// GitHub API response types.
// Defines structs for deserializing GitHub REST API responses; only the
// fields downstream collectors actually read are modeled.

use chrono::{DateTime, Utc};
use serde::{Deserialize, Serialize};

/// GitHub user profile.
#[derive(Debug, Clone, Serialize, Deserialize)]
pub struct User {
    pub id: u64,
    pub login: String,
    pub name: Option<String>,
    pub company: Option<String>,
    pub location: Option<String>,
    pub bio: Option<String>,
    pub avatar_url: Option<String>,
    #[serde(default)]
    pub public_repos: u64,
    #[serde(default)]
    pub followers: u64,
    #[serde(default)]
    pub following: u64,
}

/// GitHub repository.
#[derive(Debug, Clone, Serialize, Deserialize)]
pub struct Repository {
    pub id: u64,
    pub name: String,
    pub full_name: String,
    pub owner: User,
    pub private: bool,
    #[serde(default)]
    pub fork: bool,
    #[serde(default)]
    pub archived: bool,
    pub description: Option<String>,
    pub language: Option<String>,
    #[serde(default)]
    pub stargazers_count: u64,
    #[serde(default)]
    pub forks_count: u64,
    #[serde(default)]
    pub open_issues_count: u64,
    pub updated_at: DateTime<Utc>,
    pub pushed_at: Option<DateTime<Utc>>,
}

/// Pull request review.
#[derive(Debug, Clone, Serialize, Deserialize)]
pub struct Review {
    pub id: u64,
    pub user: Option<User>,
    pub state: String,
    pub body: Option<String>,
    pub submitted_at: Option<DateTime<Utc>>,
}

/// Issue or pull request comment.
#[derive(Debug, Clone, Serialize, Deserialize)]
pub struct IssueComment {
    pub id: u64,
    pub user: Option<User>,
    pub body: String,
    pub created_at: DateTime<Utc>,
    pub updated_at: DateTime<Utc>,
}

/// Server-side rate limit state, tracked from response headers.
///
/// This reflects what GitHub reports, as opposed to the client-side sliding
/// window the [`RateLimiter`](crate::RateLimiter) enforces.
#[derive(Debug, Clone, Copy, Default)]
pub struct ServerRateLimit {
    pub limit: u64,
    pub remaining: u64,
    /// Unix timestamp at which the server window resets.
    pub reset: u64,
}

#[cfg(test)]
mod tests {
    use super::*;

    #[test]
    fn test_user_tolerates_missing_optional_fields() {
        let user: User = serde_json::from_str(r#"{"id": 1, "login": "octocat"}"#).unwrap();

        assert_eq!(user.login, "octocat");
        assert_eq!(user.name, None);
        assert_eq!(user.followers, 0);
    }

    #[test]
    fn test_repository_round_trips_through_json() {
        let json = r#"{
            "id": 42,
            "name": "spoon-knife",
            "full_name": "octocat/spoon-knife",
            "owner": {"id": 1, "login": "octocat"},
            "private": false,
            "description": null,
            "language": "Rust",
            "stargazers_count": 7,
            "updated_at": "2024-05-01T12:00:00Z",
            "pushed_at": null
        }"#;

        let repo: Repository = serde_json::from_str(json).unwrap();
        assert_eq!(repo.full_name, "octocat/spoon-knife");
        assert_eq!(repo.language.as_deref(), Some("Rust"));
        assert!(!repo.fork);

        let back = serde_json::to_string(&repo).unwrap();
        let again: Repository = serde_json::from_str(&back).unwrap();
        assert_eq!(again.id, repo.id);
    }
}
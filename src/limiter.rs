// Sliding-window rate limiter.
// Bounds the number of admitted API calls within any trailing window.

use std::collections::VecDeque;
use std::sync::{Arc, Mutex};
use std::time::Duration;

use chrono::{DateTime, Utc};
use tokio::time::Instant;

use crate::clock::{Clock, SystemClock};

/// How often a blocked `admit` re-checks the budget.
const POLL_INTERVAL: Duration = Duration::from_secs(1);

/// Immutable call budget: at most `max_calls` admissions inside any trailing
/// `window`.
#[derive(Debug, Clone, Copy)]
pub struct RateBudget {
    pub max_calls: usize,
    pub window: Duration,
}

impl Default for RateBudget {
    fn default() -> Self {
        Self {
            max_calls: crate::config::DEFAULT_RATE_LIMIT,
            window: crate::config::DEFAULT_RATE_WINDOW,
        }
    }
}

/// Sliding-window call budget enforcer.
///
/// Admission timestamps live in a FIFO deque behind one mutex; purge, check,
/// and append happen under a single lock acquisition so two concurrent
/// callers can never both squeeze into the last budget slot. The lock is
/// never held across an await, so cancelling a blocked [`admit`] (by dropping
/// its future) cannot leave a partial record behind.
///
/// One limiter instance per API token is the intended setup; clone the `Arc`
/// it lives in rather than constructing a second limiter.
///
/// [`admit`]: RateLimiter::admit
#[derive(Debug)]
pub struct RateLimiter {
    budget: RateBudget,
    calls: Mutex<VecDeque<Instant>>,
    clock: Arc<dyn Clock>,
}

impl RateLimiter {
    pub fn new(budget: RateBudget) -> Self {
        Self::with_clock(budget, Arc::new(SystemClock))
    }

    /// Construct with an injected clock (tests).
    pub fn with_clock(budget: RateBudget, clock: Arc<dyn Clock>) -> Self {
        Self {
            budget,
            calls: Mutex::new(VecDeque::new()),
            clock,
        }
    }

    /// Drop records that have aged out of the window. Records are appended in
    /// non-decreasing time order, so popping from the head while the head is
    /// expired is sufficient.
    fn purge(&self, calls: &mut VecDeque<Instant>, now: Instant) {
        while calls
            .front()
            .is_some_and(|&t| now.duration_since(t) > self.budget.window)
        {
            calls.pop_front();
        }
    }

    /// Whether a call could be admitted right now. Purges expired records but
    /// does not reserve a slot.
    pub fn can_admit(&self) -> bool {
        let now = self.clock.now();
        let mut calls = self.calls.lock().unwrap();
        self.purge(&mut calls, now);
        calls.len() < self.budget.max_calls
    }

    /// Record an admission at the current time.
    ///
    /// Only meaningful immediately after a successful [`can_admit`] under
    /// external coordination; concurrent callers should use [`admit`], which
    /// checks and records atomically.
    ///
    /// [`can_admit`]: RateLimiter::can_admit
    /// [`admit`]: RateLimiter::admit
    pub fn record(&self) {
        let now = self.clock.now();
        let mut calls = self.calls.lock().unwrap();
        self.purge(&mut calls, now);
        calls.push_back(now);
    }

    /// Purge, check, and record under one lock acquisition.
    fn try_admit(&self) -> bool {
        let now = self.clock.now();
        let mut calls = self.calls.lock().unwrap();
        self.purge(&mut calls, now);
        if calls.len() < self.budget.max_calls {
            calls.push_back(now);
            true
        } else {
            false
        }
    }

    /// Block until the budget admits a call, then record it.
    ///
    /// Polls once per second while the window is full. Never times out: with
    /// `max_calls == 0` this suspends forever, and callers that need bounded
    /// waiting must wrap it in `tokio::time::timeout` or a cancellation
    /// token. Worst-case wait is otherwise bounded by the window length.
    pub async fn admit(&self) {
        if self.try_admit() {
            return;
        }
        log::debug!("call budget exhausted, blocking until {}", self.reset_at());
        loop {
            tokio::time::sleep(POLL_INTERVAL).await;
            if self.try_admit() {
                return;
            }
        }
    }

    /// Calls still available in the current window. Diagnostic only.
    pub fn remaining(&self) -> usize {
        let now = self.clock.now();
        let mut calls = self.calls.lock().unwrap();
        self.purge(&mut calls, now);
        self.budget.max_calls - calls.len()
    }

    /// Instant at which the oldest retained record ages out, or now when the
    /// window is empty. Callers use this to decide between waiting and
    /// failing fast.
    pub fn reset_time(&self) -> Instant {
        let now = self.clock.now();
        let mut calls = self.calls.lock().unwrap();
        self.purge(&mut calls, now);
        match calls.front() {
            Some(&oldest) => oldest + self.budget.window,
            None => now,
        }
    }

    /// Wall-clock estimate of [`reset_time`], for display and logging.
    ///
    /// [`reset_time`]: RateLimiter::reset_time
    pub fn reset_at(&self) -> DateTime<Utc> {
        let wait = self
            .reset_time()
            .saturating_duration_since(self.clock.now());
        Utc::now() + chrono::Duration::from_std(wait).unwrap_or_else(|_| chrono::Duration::zero())
    }

    pub fn budget(&self) -> RateBudget {
        self.budget
    }
}

#[cfg(test)]
mod tests {
    use super::*;
    use crate::clock::ManualClock;
    use std::sync::atomic::{AtomicUsize, Ordering};

    fn limiter(max_calls: usize, window_secs: u64) -> RateLimiter {
        RateLimiter::new(RateBudget {
            max_calls,
            window: Duration::from_secs(window_secs),
        })
    }

    #[tokio::test(start_paused = true)]
    async fn test_admissions_under_budget_never_block() {
        let limiter = limiter(5, 60);
        let start = Instant::now();

        for _ in 0..5 {
            limiter.admit().await;
        }

        // Paused clock: any sleep would have advanced virtual time.
        assert_eq!(start.elapsed(), Duration::ZERO);
        assert_eq!(limiter.remaining(), 0);
    }

    #[tokio::test(start_paused = true)]
    async fn test_third_admission_waits_for_oldest_record() {
        let limiter = limiter(2, 10);
        let start = Instant::now();

        limiter.admit().await;
        limiter.admit().await;
        limiter.admit().await;

        let waited = start.elapsed();
        assert!(waited >= Duration::from_secs(10), "waited {:?}", waited);
        // One poll interval of slack past the window.
        assert!(waited <= Duration::from_secs(12), "waited {:?}", waited);
    }

    #[tokio::test(start_paused = true)]
    async fn test_remaining_tracks_records_and_expiry() {
        let limiter = limiter(5, 30);
        assert_eq!(limiter.remaining(), 5);

        limiter.record();
        limiter.record();
        limiter.record();
        assert_eq!(limiter.remaining(), 2);

        tokio::time::advance(Duration::from_secs(31)).await;
        assert_eq!(limiter.remaining(), 5);
    }

    #[test]
    fn test_manual_clock_drives_window_expiry() {
        let clock = Arc::new(ManualClock::new());
        let limiter = RateLimiter::with_clock(
            RateBudget {
                max_calls: 1,
                window: Duration::from_secs(10),
            },
            clock.clone(),
        );

        limiter.record();
        assert!(!limiter.can_admit());

        clock.advance(Duration::from_secs(11));
        assert!(limiter.can_admit());
        assert_eq!(limiter.remaining(), 1);
    }

    #[tokio::test(start_paused = true)]
    async fn test_zero_budget_never_admits() {
        let limiter = limiter(0, 10);

        assert!(!limiter.can_admit());
        tokio::time::advance(Duration::from_secs(3600)).await;
        assert!(!limiter.can_admit());
        assert_eq!(limiter.remaining(), 0);
    }

    #[tokio::test(start_paused = true)]
    async fn test_reset_time_is_now_when_empty() {
        let limiter = limiter(2, 10);

        assert_eq!(limiter.reset_time(), Instant::now());
    }

    #[tokio::test(start_paused = true)]
    async fn test_reset_time_is_oldest_plus_window() {
        let limiter = limiter(2, 10);

        let first = Instant::now();
        limiter.record();
        tokio::time::advance(Duration::from_secs(3)).await;
        limiter.record();

        assert_eq!(limiter.reset_time(), first + Duration::from_secs(10));
    }

    #[tokio::test(start_paused = true)]
    async fn test_parallel_admissions_respect_window() {
        let limiter = Arc::new(limiter(1, 5));
        let mut handles = Vec::new();

        for _ in 0..3 {
            let limiter = Arc::clone(&limiter);
            handles.push(tokio::spawn(async move {
                limiter.admit().await;
                Instant::now()
            }));
        }

        let mut admitted = Vec::new();
        for handle in handles {
            admitted.push(handle.await.unwrap());
        }
        admitted.sort();

        for pair in admitted.windows(2) {
            let gap = pair[1].duration_since(pair[0]);
            assert!(gap >= Duration::from_secs(5), "gap {:?}", gap);
        }
    }

    #[tokio::test(start_paused = true)]
    async fn test_cancelled_admit_leaves_no_partial_record() {
        let limiter = Arc::new(limiter(1, 10));
        limiter.admit().await;
        assert_eq!(limiter.remaining(), 0);

        // Drop a blocked admit before it is granted.
        let blocked = tokio::time::timeout(Duration::from_millis(5), limiter.admit());
        assert!(blocked.await.is_err());
        assert_eq!(limiter.remaining(), 0);

        // Once the window rolls over, exactly one slot opens up.
        tokio::time::advance(Duration::from_secs(11)).await;
        assert_eq!(limiter.remaining(), 1);
        limiter.admit().await;
        assert_eq!(limiter.remaining(), 0);
    }

    #[tokio::test(start_paused = true)]
    async fn test_concurrent_admits_never_exceed_budget() {
        let limiter = Arc::new(limiter(3, 20));
        let admitted = Arc::new(AtomicUsize::new(0));
        let mut handles = Vec::new();

        for _ in 0..8 {
            let limiter = Arc::clone(&limiter);
            let admitted = Arc::clone(&admitted);
            handles.push(tokio::spawn(async move {
                limiter.admit().await;
                admitted.fetch_add(1, Ordering::SeqCst);
            }));
        }

        // Give every task a chance to race for the first batch of slots.
        tokio::time::advance(Duration::from_millis(10)).await;
        tokio::task::yield_now().await;
        assert!(admitted.load(Ordering::SeqCst) <= 3);

        for handle in handles {
            handle.await.unwrap();
        }
        assert_eq!(admitted.load(Ordering::SeqCst), 8);
    }
}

———

> **Your instructions**:
Using the listing above, report each line that mentions the word "acquisition".

> **Exercise response**:
/// and append happen under a single lock acquisition so two concurrent
    /// Purge, check, and record under one lock acquisition.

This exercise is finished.